Fighting for quality news media in the digital age.

  1. Archive content
January 14, 2005updated 17 May 2007 11:30am

Pick Me Up sets its sights on Bauers real-life heart

By Press Gazette

Mike
Soutar, editorial director of IPC, plays a word association game to
explain the working title of his new baby, Pick Me Up. It was
codenamed Project Spitfire, he says, because real life magazines
contain tales of triumph over tragedy.

And Triumph, the car manufacturer, used to make the Spitfire sports-car. Yeah, yeah, Mike.

But I don’t buy it. Any fool knows what Spitfires are for – to obliterate Germans.

And
Pick Me Up, which is sampled in 3.5 million copies of IPC’s own
women’s titles this week, is trained directly at Hamburg, home of the
company which still dominates the real life market, H Bauer Publishing.

While
the celebrity women’s sector has proliferated in the last five years
and now contains seven titles, the real life sector has just three
magazine sharing sales of 2.4 million a week.

All are in vigorous
health: Bauer’s Take a Break sells 1.2 million, IPC’s Chat has enjoyed
a recent spurt, putting it over 600,000, and the youngest title Bauer’s
That’s Life! (which I edited for its first five years) although stung
by Chat’s recent growth, still shifts 574,000 copies.

The real
life sector is the Cinderella of women’s publishing. But while media
attention has been dazzled by the starrier Heat, Closer and Reveal ,
the real life mags have quietly toiled away and, with barely a penny on
promotion, the sector has grown 13 per cent in three years.

Content from our partners
MHP Group's 30 To Watch awards for young journalists open for entries
How PA Media is helping newspapers make the digital transition
Publishing on the open web is broken, how generative AI could help fix it

And with no newcomer since That’s Life! in 1995, it is ripe for a launch.

The
IPC website announces that Pick Me Up is “real life as you’ve never
seen it before” which is both nonsense and utterly true.

Nonsense
because, flicking through the dummy with Mike and admiring his mastery
of PowerPoint, a great number of bells were ding-a-linging.

Pick
Me Up’s target reader is around 36, she’s Northern, bright but not well
educated, she’s likely to be in an unconventional relationship but puts
her family first. Her life is tough but it helps to laugh. It was the
very same brief I used to give when we launched That’s Life!

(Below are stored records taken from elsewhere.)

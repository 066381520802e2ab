//! Score arithmetic.

use autodrone_world::{Level, Status, World};

/// Points per category, fixed weights: energy 40, steps 30, time 20,
/// completion 10.
#[derive(Clone, Copy, Debug, PartialEq, Eq)]
pub struct ScoreBreakdown {
    /// Energy efficiency against the level's `optimal_energy`.
    pub energy: u32,
    /// Step efficiency against the level's `optimal_steps`.
    pub steps: u32,
    /// Speed: full marks under 10 ticks, minus one per 10 ticks.
    pub time: u32,
    /// 10 when the level was won, 0 otherwise.
    pub completion: u32,
    /// Sum of the categories.
    pub total: u32,
}

impl ScoreBreakdown {
    /// Compute the breakdown from a terminal world and its level.
    pub fn compute(world: &World, level: &Level) -> ScoreBreakdown {
        let stats = world.stats();
        let energy = ratio_points(level.optimal_energy, stats.energy_used, 40);
        let steps = ratio_points(level.optimal_steps, stats.ticks, 30);
        let time = 20u32.saturating_sub(stats.ticks / 10);
        let completion = if world.status() == Status::Won { 10 } else { 0 };
        ScoreBreakdown {
            energy,
            steps,
            time,
            completion,
            total: energy + steps + time + completion,
        }
    }
}

/// `min(weight, round(optimal / max(1, actual) * weight))`.
fn ratio_points(optimal: u32, actual: u32, weight: u32) -> u32 {
    let ratio = f64::from(optimal) / f64::from(actual.max(1));
    let points = (ratio * f64::from(weight)).round() as u32;
    points.min(weight)
}

/// Star rating for a total score.
pub fn stars(total: u32) -> u32 {
    match total {
        90.. => 5,
        75..=89 => 4,
        60..=74 => 3,
        40..=59 => 2,
        20..=39 => 1,
        _ => 0,
    }
}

And many “new” sections are flagrant rip-offs.

A
page called Him Indoors, featuring Hubby in the Nuddy (wouldn’t want to
open that post bag)n is a close relative of That’s Life!’s Aren’t Men
Daft. There are dirty jokes, funny stuff kids say and Puzzling Paul, a
hunky builder who will deliver puzzle prizes to readers, a descendant
of TL’s Dish with the Dosh.

But then perhaps the similarities are
unsurprising since the launch dummies were created by Karen
Pasquali-Jones, formerly That’s Life! features editor. IPC fired
Pasquali-Jones and her deputy Liz Jarvis in December just after the
magazine’s production schedule went live.

“Artistic differences”
says Mike Soutar, but judging by photos of the pair in IPC reception
with instructions not to allow them into the building under any
circumstances, it sounds a good deal more embittered than that.

But then insiders say it was kind of “artistic”.

They
say Jones did not take kindly to being managed by IPC creative director
Andy Cowles, ex art director of Rolling Stone and the now-defunct
Mademoiselle. And any editor would understand the horror of having your
cover lines changed by a designer.

Yet what is new about Pick Me Up is its design.

The true life stories are laid out in a clear, clean, logical way, accompanied by fact boxes which give them intelligence.

There are no heavy drop shadows or turgid cutouts.

The
colour palette is all fluoro pinks and yellows, more like funky Closer
than the heavy 1970s-style primary reds and blues of Chat and Take a
Break .

Pick Me Up looks like someone has taken That’s Life!,
with all its warmth, humour and salaciousness, refreshed and modernised
it, thus rendering it just a tad more aspirational. Which frankly is
what someone really should do with poor That’s Life!

Looking at
the current issue, apart from a consumer section, it has not changed
one bit since I left in 2000. The real life stories are still superb,
but a magazine – even a successful one – can never, ever stand still.
Readers need to be surprised occasionally, outraged even.

Little
wonder Chat has overtaken it. That’s Life! is behaving like a
franchise, pumping out its product. Even Pret A Manger sometimes adds a
new sandwich to its range.

That’s why it could be most vulnerable
to Pick Me Up . Particularly since at 65p TL is the cheapest title on
the market and IPC’s strategy is purportedly to go in at a lower cover
price, undercutting it.

In TL’s favour is that IPC wants to keep
things cheap. A £6 million launch, by the time retailers are bought
off, is small bananas. Staffing levels are reportedly low for a weekly
which will make things tricky, given Pick Me Up’s huge volume of real
life stories.

If you think the market for paparazzi pictures and
celeb gossip is competitive, try getting hold of a dozen fantastic true
life stories every week.

Take a Break , which enjoys unrivalled reader loyalty, is pretty invulnerable.

Editor
John Dale can be a premium grade arse to work for, with some unhealthy
and weird obsessions such as with Colin Stagg, but he is tirelessly
evolving his magazine, bravely innovating, throwing everything in the
air just to see how it lands.

And for snitty types who open Take A Break and recoil at blurred snaps of real life Vicky Pollards, sit down and read it.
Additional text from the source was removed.